The Cost of Shuffling in Private Gradient Based Optimization
Shuli Jiang, Pranay Sharma, Zhiwei Steven Wu, Gauri Joshi
TL;DR
The paper analyzes differentially private convex ERM solved via shuffled gradient methods and shows that DP-ShuffleG suffers worse empirical excess risk than DP-SGD due to reduced randomness under privacy. To mitigate this, it introduces a Generalized Shuffled Gradient Framework with surrogate objectives, adaptive noise, and a dissimilarity measure, enabling convergence analysis that accounts for surrogate-epoch differences. It then proposes Interleaved-ShuffleG, which interleaves private and public data within each epoch to leverage cheap public data while maintaining privacy, and provides a rigorous convergence/privacy treatment via privacy amplification by iteration (PABI) and Stein's lemma. Empirical results on diverse tasks demonstrate that Interleaved-ShuffleG consistently achieves lower empirical excess risk than DP-ShuffleG and public-data baselines, especially under strong privacy constraints, highlighting a practical route to improve private shuffled optimization.
Abstract
We consider the problem of differentially private (DP) convex empirical risk minimization (ERM). While the standard DP-SGD algorithm is theoretically well-established, practical implementations often rely on shuffled gradient methods that traverse the training data sequentially rather than sampling with replacement in each iteration.

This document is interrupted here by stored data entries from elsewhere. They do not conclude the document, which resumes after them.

use async_trait::async_trait;
use common::{AccessMode, NfsVolumeSource, Object, PersistentVolume};
use log::{debug, info};
use std::io::{self, ErrorKind};
use std::os::unix::fs::PermissionsExt;
use std::path::{Path, PathBuf};
use tokio::fs;

use super::{ProvisionError, ProvisionRequest, VolumeSource, VolumeStrategy};

/// File inside every provisioned directory holding the owning claim uid.
pub const OWNER_FILE: &str = ".rkp-claim";

const DIR_MODE: u32 = 0o755;

/// Provisions volumes as sub-directories of a locally mounted NFS export.
///
/// `mount_path` is where the export `server:server_path` is mounted on this
/// host. The volume of claim `x` lives at `mount_path/x` locally and is
/// published as `server:server_path/x`.
#[derive(Debug, Clone)]
pub struct NfsStrategy {
    name: String,
    server: String,
    server_path: PathBuf,
    mount_path: PathBuf,
}

impl NfsStrategy {
    pub fn new(
        name: impl Into<String>,
        server: impl Into<String>,
        server_path: impl Into<PathBuf>,
        mount_path: impl Into<PathBuf>,
    ) -> Self {
        Self {
            name: name.into(),
            server: server.into(),
            server_path: server_path.into(),
            mount_path: mount_path.into(),
        }
    }

    fn claim_dir(&self, claim_name: &str) -> Result<PathBuf, ProvisionError> {
        check_dir_name(claim_name)?;
        Ok(self.mount_path.join(claim_name))
    }

    async fn check_mount_root(&self) -> Result<(), ProvisionError> {
        match fs::metadata(&self.mount_path).await {
            Ok(meta) if meta.is_dir() => Ok(()),
            Ok(_) => Err(ProvisionError::Terminal(format!(
                "mount path {} is not a directory",
                self.mount_path.display()
            ))),
            Err(e) => Err(classify("stat mount path", &self.mount_path, e)),
        }
    }
}

#[async_trait]
impl VolumeStrategy for NfsStrategy {
    fn name(&self) -> &str {
        &self.name
    }

    fn supports_access_mode(&self, mode: AccessMode) -> bool {
        matches!(
            mode,
            AccessMode::ReadWriteOnce
                | AccessMode::ReadOnlyMany
                | AccessMode::ReadWriteMany
                | AccessMode::ReadWriteOncePod
        )
    }

    async fn provision(&self, request: ProvisionRequest<'_>) -> Result<VolumeSource, ProvisionError> {
        let claim_name = request.claim.name();
        let dir = self.claim_dir(claim_name)?;
        self.check_mount_root().await?;
        let uid = request.claim.metadata.uid.as_str();

        match fs::create_dir(&dir).await {
            Ok(()) => {
                fs::set_permissions(&dir, std::fs::Permissions::from_mode(DIR_MODE))
                    .await
                    .map_err(|e| classify("chmod", &dir, e))?;
                info!(
                    "Created directory {} for volume {}",
                    dir.display(),
                    request.volume_name
                );
            }
            Err(e) if e.kind() == ErrorKind::AlreadyExists => {
                match read_owner(&dir).await? {
                    Some(owner) if owner == uid => {
                        debug!("Volume directory {} already provisioned", dir.display());
                        return Ok(self.source(claim_name));
                    }
                    Some(owner) => {
                        return Err(ProvisionError::Terminal(format!(
                            "{} belongs to claim uid {owner}, not {} ({uid})",
                            dir.display(),
                            claim_name
                        )));
                    }
                    // created by an attempt that died before recording the owner
                    None => debug!("Adopting unowned volume directory {}", dir.display()),
                }
            }
            Err(e) => return Err(classify("mkdir", &dir, e)),
        }

        let owner = dir.join(OWNER_FILE);
        fs::write(&owner, uid)
            .await
            .map_err(|e| classify("write owner file", &owner, e))?;
        Ok(self.source(claim_name))
    }

    async fn delete(&self, volume: &PersistentVolume) -> Result<(), ProvisionError> {
        let Some(claim_ref) = volume.spec.claim_ref.as_ref() else {
            return Err(ProvisionError::Terminal(format!(
                "volume {} has no claim reference",
                volume.name()
            )));
        };
        let dir = self.claim_dir(&claim_ref.name)?;
        let expected = claim_ref.uid.as_str();
        match read_owner(&dir).await {
            Ok(Some(owner)) if !expected.is_empty() && owner != expected => {
                return Err(ProvisionError::Terminal(format!(
                    "{} belongs to claim uid {owner}, refusing to delete it for {expected}",
                    dir.display()
                )));
            }
            Ok(_) => {}
            Err(e) => return Err(e),
        }
        match fs::remove_dir_all(&dir).await {
            Ok(()) => {
                info!("Removed volume directory {}", dir.display());
                Ok(())
            }
            Err(e) if e.kind() == ErrorKind::NotFound => {
                debug!("Volume directory {} already gone", dir.display());
                Ok(())
            }
            Err(e) => Err(classify("remove", &dir, e)),
        }
    }
}

impl NfsStrategy {
    fn source(&self, claim_name: &str) -> VolumeSource {
        VolumeSource::Nfs(NfsVolumeSource {
            server: self.server.clone(),
            path: self.server_path.join(claim_name).display().to_string(),
            read_only: false,
        })
    }
}

/// Owner uid recorded in `dir`, or `None` if the directory or file is missing.
async fn read_owner(dir: &Path) -> Result<Option<String>, ProvisionError> {
    let path = dir.join(OWNER_FILE);
    match fs::read_to_string(&path).await {
        Ok(owner) => Ok(Some(owner.trim().to_string())),
        Err(e) if e.kind() == ErrorKind::NotFound => Ok(None),
        Err(e) => Err(classify("read owner file", &path, e)),
    }
}

fn check_dir_name(name: &str) -> Result<(), ProvisionError> {
    if name.is_empty()
        || name == "."
        || name == ".."
        || name.contains(['/', '\\', '\0'])
    {
        return Err(ProvisionError::Terminal(format!(
            "invalid volume directory name {name:?}"
        )));
    }
    Ok(())
}

fn classify(op: &str, path: &Path, err: io::Error) -> ProvisionError {
    let msg = format!("{op} {}: {err}", path.display());
    match err.kind() {
        ErrorKind::PermissionDenied
        | ErrorKind::ReadOnlyFilesystem
        | ErrorKind::InvalidInput
        | ErrorKind::NotADirectory => ProvisionError::Terminal(msg),
        // NotFound, StorageFull, ResourceBusy, Interrupted, TimedOut,
        // WouldBlock and anything unknown may clear up on their own
        _ => ProvisionError::Retryable(msg),
    }
}
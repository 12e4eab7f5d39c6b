use axum::Error;
use reqwest_eventsource::{Event as ReqwestEvent, EventSource};
use serde::{Deserialize, Serialize};
use serde_json::{json, Value};
use tokio::sync::mpsc;
use tokio_stream::StreamExt;

use crate::ai::client::{GatewayClient, GatewayError};
use crate::chat::sources::{parse_google_search_sources, SearchSource};
use crate::chat::{
    PreparedStep, StepPolicy, StepRecord, StepToolCall, StepToolResult, GOOGLE_SEARCH,
};
use crate::data::model::ThinkingMode;

/// Hard cap on reasoning steps per model turn.
pub const MAX_TURN_STEPS: usize = 8;

#[derive(Debug)]
pub enum GenerationEvent {
    StepStart(usize),
    Text(String),
    Reasoning(String),
    ToolCall(StepToolCall),
    ToolResult(StepToolResult),
    Sources(Vec<SearchSource>),
    Usage(UsageInfo),
    End,
}

#[derive(Debug, Clone, Default, Serialize, Deserialize)]
#[serde(rename_all = "camelCase")]
pub struct UsageInfo {
    pub prompt_tokens: u64,
    pub completion_tokens: u64,
    pub total_tokens: u64,
}

#[derive(Debug, Clone, Serialize)]
pub struct GatewayMessage {
    pub role: String,
    pub content: String,
}

/// Everything one model turn needs besides the event channel.
#[derive(Debug, Clone)]
pub struct TurnRequest {
    pub model: String,
    pub messages: Vec<GatewayMessage>,
    pub latest_user_message: String,
    pub thinking_mode: ThinkingMode,
    pub timezone: Option<String>,
    pub policy: StepPolicy,
}

pub const STREAM_PATH: &str = "/v1/responses/stream";

fn step_body(request: &TurnRequest, prepared: &PreparedStep, steps: &[StepRecord]) -> Value {
    let mut body = json!({
        "model": request.model,
        "messages": request.messages,
        "stream": true,
        "thinking": matches!(request.thinking_mode, ThinkingMode::Thinking),
    });
    if let Some(tz) = &request.timezone {
        body["timezone"] = json!(tz);
    }
    if !prepared.active_tools.is_empty() {
        body["tools"] = json!(prepared.active_tools);
        body["toolChoice"] = json!(prepared.tool_choice);
    }
    // The gateway is stateless across steps: it only sees the tool calls
    // and results of this turn if we post them back.
    if !steps.is_empty() {
        body["steps"] = json!(steps);
    }
    body
}

/// Open the gateway stream for the first step. Kept separate so the route
/// can fail with a proper status before any SSE bytes go out.
pub async fn open_first_step(
    client: &GatewayClient,
    request: &TurnRequest,
) -> Result<EventSource, GatewayError> {
    let prepared = request.policy.prepare(&[], &request.latest_user_message);
    client
        .open_stream(STREAM_PATH, &step_body(request, &prepared, &[]))
        .await
}

/// Run the tool-call step loop for one turn, forwarding deltas as they
/// arrive. Tool execution happens inside the gateway runtime; each step we
/// only decide which tools it may reach for.
pub async fn generate_turn_stream(
    client: &GatewayClient,
    request: TurnRequest,
    first_step: EventSource,
    sender: mpsc::Sender<Result<GenerationEvent, Error>>,
) {
    let mut steps: Vec<StepRecord> = Vec::new();
    let mut pending = Some(first_step);

    for step_index in 0..MAX_TURN_STEPS {
        let prepared = request
            .policy
            .prepare(&steps, &request.latest_user_message);
        tracing::debug!(
            step = step_index,
            tools = ?prepared.active_tools,
            choice = ?prepared.tool_choice,
            "prepared tool step"
        );

        if sender
            .send(Ok(GenerationEvent::StepStart(step_index)))
            .await
            .is_err()
        {
            return;
        }

        let stream = match pending.take() {
            Some(stream) => stream,
            None => {
                let body = step_body(&request, &prepared, &steps);
                match client.open_stream(STREAM_PATH, &body).await {
                    Ok(stream) => stream,
                    Err(e) => {
                        tracing::error!("gateway step open failed: {}", e);
                        let _ = sender.send(Err(Error::new(e))).await;
                        return;
                    }
                }
            }
        };

        let Some(outcome) = run_step(stream, &sender).await else {
            // receiver went away mid-stream
            return;
        };

        let finished_with_tools = outcome.finish_reason.as_deref() == Some("tool-calls")
            || !outcome.record.tool_results.is_empty();
        steps.push(outcome.record);

        if !finished_with_tools {
            break;
        }
    }

    let _ = sender.send(Ok(GenerationEvent::End)).await;
}

struct StepOutcome {
    record: StepRecord,
    finish_reason: Option<String>,
}

/// Consume one gateway SSE stream, forwarding deltas and accumulating the
/// step record. Returns None when the event receiver was dropped.
async fn run_step(
    mut stream: EventSource,
    sender: &mpsc::Sender<Result<GenerationEvent, Error>>,
) -> Option<StepOutcome> {
    let mut record = StepRecord::default();
    let mut finish_reason: Option<String> = None;

    while let Some(event) = stream.next().await {
        match event {
            Ok(ReqwestEvent::Open) => {}
            Ok(ReqwestEvent::Message(message)) => {
                if message.data.trim() == "[DONE]" {
                    stream.close();
                    break;
                }
                let Ok(parsed) = serde_json::from_str::<Value>(&message.data) else {
                    continue;
                };
                let forwarded = match parsed["type"].as_str() {
                    Some("text-delta") => parsed["delta"]
                        .as_str()
                        .map(|t| GenerationEvent::Text(t.to_string())),
                    Some("reasoning-delta") => parsed["delta"]
                        .as_str()
                        .map(|t| GenerationEvent::Reasoning(t.to_string())),
                    Some("tool-call") => {
                        let call = StepToolCall {
                            name: parsed["name"].as_str().unwrap_or_default().to_string(),
                            call_id: parsed["callId"].as_str().unwrap_or_default().to_string(),
                            input: parsed["input"].clone(),
                        };
                        record.tool_calls.push(call.clone());
                        Some(GenerationEvent::ToolCall(call))
                    }
                    Some("tool-result") => {
                        let result = StepToolResult {
                            name: parsed["name"].as_str().unwrap_or_default().to_string(),
                            call_id: parsed["callId"].as_str().unwrap_or_default().to_string(),
                            output: parsed["output"].clone(),
                        };
                        record.tool_results.push(result.clone());
                        if result.name == GOOGLE_SEARCH {
                            let sources = parse_google_search_sources(&result.output);
                            if !sources.is_empty()
                                && sender
                                    .send(Ok(GenerationEvent::Sources(sources)))
                                    .await
                                    .is_err()
                            {
                                return None;
                            }
                        }
                        Some(GenerationEvent::ToolResult(result))
                    }
                    Some("usage") => serde_json::from_value::<UsageInfo>(parsed.clone())
                        .ok()
                        .map(GenerationEvent::Usage),
                    Some("finish") => {
                        finish_reason = parsed["reason"].as_str().map(str::to_string);
                        None
                    }
                    _ => None,
                };
                if let Some(event) = forwarded {
                    if sender.send(Ok(event)).await.is_err() {
                        stream.close();
                        return None;
                    }
                }
            }
            Err(err) => {
                tracing::error!("gateway stream error: {}", err);
                stream.close();
                if sender.send(Err(Error::new(err))).await.is_err() {
                    return None;
                }
                break;
            }
        }
    }

    Some(StepOutcome {
        record,
        finish_reason,
    })
}

#[cfg(test)]
mod tests {
    use super::*;
    use crate::chat::SELECT_TOOLS;

    #[test]
    fn usage_parses_gateway_payload() {
        let parsed: UsageInfo = serde_json::from_value(json!({
            "type": "usage",
            "promptTokens": 120,
            "completionTokens": 48,
            "totalTokens": 168
        }))
        .unwrap();
        assert_eq!(parsed.total_tokens, 168);
    }

    fn request_for(policy: StepPolicy) -> TurnRequest {
        TurnRequest {
            model: "gemini-2.5-flash".to_string(),
            messages: vec![GatewayMessage {
                role: "user".to_string(),
                content: "hello".to_string(),
            }],
            latest_user_message: "hello".to_string(),
            thinking_mode: ThinkingMode::Fast,
            timezone: None,
            policy,
        }
    }

    #[test]
    fn first_step_body_forces_select_tools() {
        let policy = StepPolicy::default();
        let prepared = policy.prepare(&[], "hello");
        assert_eq!(prepared.active_tools, vec![SELECT_TOOLS.to_string()]);
        let choice = serde_json::to_value(prepared.tool_choice).unwrap();
        assert_eq!(choice, json!("required"));

        let request = request_for(policy);
        let body = step_body(&request, &prepared, &[]);
        assert!(body.get("steps").is_none());
    }

    #[test]
    fn later_step_bodies_carry_prior_tool_results() {
        let policy = StepPolicy::default();
        let steps = vec![StepRecord::with_result(
            SELECT_TOOLS,
            json!({"tools": ["get_tasks"]}),
        )];
        let prepared = policy.prepare(&steps, "hello");
        let request = request_for(policy);

        let body = step_body(&request, &prepared, &steps);
        assert_eq!(body["steps"][0]["toolResults"][0]["name"], SELECT_TOOLS);
        assert_eq!(
            body["steps"][0]["toolCalls"][0]["callId"],
            "call_select_tools"
        );
    }
}
#[axum::debug_handler]
pub async fn new_chat(
    State(state): State<Arc<AppState>>,
    Extension(current_user): Extension<Option<User>>,
    Json(request): Json<NewChatRequest>,
) -> Result<Json<NewChatResponse>, ChatError> {
    let user = current_user.ok_or(ChatError::MissingUser)?;
    if request.message.trim().is_empty() {
        return Err(ChatError::BadRequest("message cannot be empty".to_string()));
    }
    let model = request.model.as_deref().unwrap_or(DEFAULT_MODEL);
    if !is_supported_model(model) {
        return Err(ChatError::UnsupportedModel(model.to_string()));
    }
    if let Some(ws_id) = &request.ws_id {
        if !state.chat_repo.is_workspace_member(ws_id, user.id).await? {
            return Err(ChatError::WorkspaceForbidden);
        }
    }

    let chat = state
        .chat_repo
        .create_chat(user.id, request.ws_id.as_deref(), &request.message, model)
        .await?;
    state
        .chat_repo
        .add_user_message(&chat.id, &request.message)
        .await?;

    Ok(Json(NewChatResponse {
        id: chat.id,
        title: chat.title,
    }))
}

#[axum::debug_handler]
pub async fn get_chat(
    Path(chat_id): Path<String>,
    State(state): State<Arc<AppState>>,
    Extension(current_user): Extension<Option<User>>,
) -> Result<Json<serde_json::Value>, ChatError> {
    let user = current_user.ok_or(ChatError::MissingUser)?;
    let chat = state
        .chat_repo
        .get_chat(&chat_id)
        .await?
        .ok_or(ChatError::ChatNotFound)?;
    if chat.user_id != user.id && !chat.is_public {
        return Err(ChatError::ChatNotFound);
    }

    let records = state.chat_repo.recent_messages(&chat_id, 200).await?;
    let parse = |s: &Option<String>| -> serde_json::Value {
        s.as_deref()
            .and_then(|s| serde_json::from_str(s).ok())
            .unwrap_or(serde_json::Value::Null)
    };
    let messages: Vec<serde_json::Value> = records
        .iter()
        .map(|r| {
            json!({
                "id": r.id,
                "role": r.role,
                "content": r.content,
                "metadata": {
                    "reasoning": r.reasoning,
                    "toolCalls": parse(&r.tool_calls),
                    "toolResults": parse(&r.tool_results),
                    "sources": parse(&r.sources),
                },
                "createdAt": r.created_at,
            })
        })
        .collect();

    Ok(Json(json!({ "chat": chat, "messages": messages })))
}

#[axum::debug_handler]
pub async fn delete_chat(
    Path(chat_id): Path<String>,
    State(state): State<Arc<AppState>>,
    Extension(current_user): Extension<Option<User>>,
) -> Result<StatusCode, ChatError> {
    let user = current_user.ok_or(ChatError::MissingUser)?;
    let chat = state
        .chat_repo
        .get_chat(&chat_id)
        .await?
        .ok_or(ChatError::ChatNotFound)?;
    if chat.user_id != user.id {
        return Err(ChatError::ChatNotFound);
    }
    state.chat_repo.delete_chat(&chat_id).await?;
    Ok(StatusCode::NO_CONTENT)
}

// Accumulates the assistant message while deltas stream out, so the
// finished message can be persisted in one piece.
#[derive(Clone, Default)]
struct MessageAccumulator {
    text: String,
    reasoning: String,
    tool_calls: Vec<StepToolCall>,
    tool_results: Vec<StepToolResult>,
    sources: Vec<SearchSource>,
    usage: Option<UsageInfo>,
}

#[axum::debug_handler]
pub async fn chat_stream(
    State(state): State<Arc<AppState>>,
    Extension(current_user): Extension<Option<User>>,
    Json(body): Json<ChatRequestBody>,
) -> Result<Sse<impl tokio_stream::Stream<Item = Result<Event, axum::Error>>>, ChatError> {
    let user = current_user.ok_or(ChatError::MissingUser)?;
    let turn = validate_request(&body)?;

    if let Some(ws_id) = &body.ws_id {
        if !state.chat_repo.is_workspace_member(ws_id, user.id).await? {
            return Err(ChatError::WorkspaceForbidden);
        }
    }

    let (credit_source, credit_owner) = resolve_credit_pool(&body, &user);
    if credit_source == CreditSource::Workspace
        && Some(&credit_owner) != body.ws_id.as_ref()
        && !state
            .chat_repo
            .is_workspace_member(&credit_owner, user.id)
            .await?
    {
        return Err(ChatError::WorkspaceForbidden);
    }
    if state
        .chat_repo
        .credit_balance(credit_source, &credit_owner)
        .await?
        <= 0
    {
        return Err(ChatError::InsufficientCredits);
    }

    // resolve the chat before touching the gateway, so a bad id is a 404
    // and not a wasted model call
    let existing = match &body.id {
        Some(id) => {
            let chat = state
                .chat_repo
                .get_chat(id)
                .await?
                .ok_or(ChatError::ChatNotFound)?;
            if chat.user_id != user.id {
                return Err(ChatError::ChatNotFound);
            }
            Some(chat)
        }
        None => None,
    };

    let turn_request = TurnRequest {
        model: turn.model.clone(),
        messages: turn.gateway_messages,
        latest_user_message: turn.latest_user_message.clone(),
        thinking_mode: turn.thinking_mode,
        timezone: turn.timezone,
        policy: StepPolicy::default(),
    };
    let first_step = open_first_step(state.gateway.as_ref(), &turn_request).await?;

    let chat = match existing {
        Some(chat) => chat,
        None => {
            state
                .chat_repo
                .create_chat(
                    user.id,
                    body.ws_id.as_deref(),
                    &turn.latest_user_message,
                    &turn.model,
                )
                .await?
        }
    };

    state
        .chat_repo
        .add_user_message(&chat.id, &turn.latest_user_message)
        .await?;

    let (sender, receiver) = mpsc::channel::<Result<GenerationEvent, axum::Error>>(16);
    let gateway = state.gateway.clone();
    tokio::spawn(async move {
        generate_turn_stream(&gateway, turn_request, first_step, sender).await;
    });

    let ctx = Arc::new(PersistCtx {
        state: Arc::clone(&state),
        chat_id: chat.id.clone(),
        credit_source,
        credit_owner,
    });
    let receiver_stream = ReceiverStream::new(receiver);
    let initial = (receiver_stream, MessageAccumulator::default());

    let event_stream = stream::unfold(initial, move |(mut rc, mut acc)| {
        let ctx = Arc::clone(&ctx);
        async move {
            match rc.next().await {
                Some(Ok(event)) => {
                    let payload = match event {
                        GenerationEvent::StepStart(step) => {
                            json!({"type": "step-start", "step": step})
                        }
                        GenerationEvent::Text(delta) => {
                            acc.text.push_str(&delta);
                            json!({"type": "text-delta", "delta": delta})
                        }
                        GenerationEvent::Reasoning(delta) => {
                            acc.reasoning.push_str(&delta);
                            json!({"type": "reasoning-delta", "delta": delta})
                        }
                        GenerationEvent::ToolCall(call) => {
                            let payload = json!({
                                "type": "tool-call",
                                "toolName": call.name,
                                "toolCallId": call.call_id,
                                "input": call.input,
                            });
                            acc.tool_calls.push(call);
                            payload
                        }
                        GenerationEvent::ToolResult(result) => {
                            let payload = json!({
                                "type": "tool-result",
                                "toolName": result.name,
                                "toolCallId": result.call_id,
                                "output": result.output,
                            });
                            acc.tool_results.push(result);
                            payload
                        }
                        GenerationEvent::Sources(sources) => {
                            let payload = json!({"type": "sources", "sources": sources});
                            acc.sources.extend(sources);
                            payload
                        }
                        GenerationEvent::Usage(usage) => {
                            let payload = json!({
                                "type": "usage",
                                "promptTokens": usage.prompt_tokens,
                                "completionTokens": usage.completion_tokens,
                                "totalTokens": usage.total_tokens,
                            });
                            acc.usage = Some(usage);
                            payload
                        }
                        GenerationEvent::End => {
                            persist_turn(&ctx, &acc).await;
                            let event = Event::default()
                                .event("close")
                                .json_data(json!({"type": "finish"}));
                            return Some((event, (rc, acc)));
                        }
                    };
                    Some((Event::default().json_data(payload), (rc, acc)))
                }
                Some(Err(e)) => Some((Err(e), (rc, acc))),
                None => None,
            }
        }
    });

    Ok(Sse::new(event_stream))
}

Despite their widespread use, the theoretical privacy-accuracy trade-offs of private shuffled gradient methods (\textit{DP-ShuffleG}) remain poorly understood, leading to a gap between theory and practice. In this work, we leverage privacy amplification by iteration (PABI) and a novel application of Stein's lemma to provide the first empirical excess risk bound of \textit{DP-ShuffleG}. Our result shows that data shuffling results in worse empirical excess risk for \textit{DP-ShuffleG} compared to DP-SGD. To address this limitation, we propose \textit{Interleaved-ShuffleG}, a hybrid approach that integrates public data samples in private optimization. By alternating optimization steps that use private and public samples, \textit{Interleaved-ShuffleG} effectively reduces empirical excess risk. Our analysis introduces a new optimization framework with surrogate objectives, adaptive noise injection, and a dissimilarity metric, which can be of independent interest. Our experiments on diverse datasets and tasks demonstrate the superiority of \textit{Interleaved-ShuffleG} over several baselines.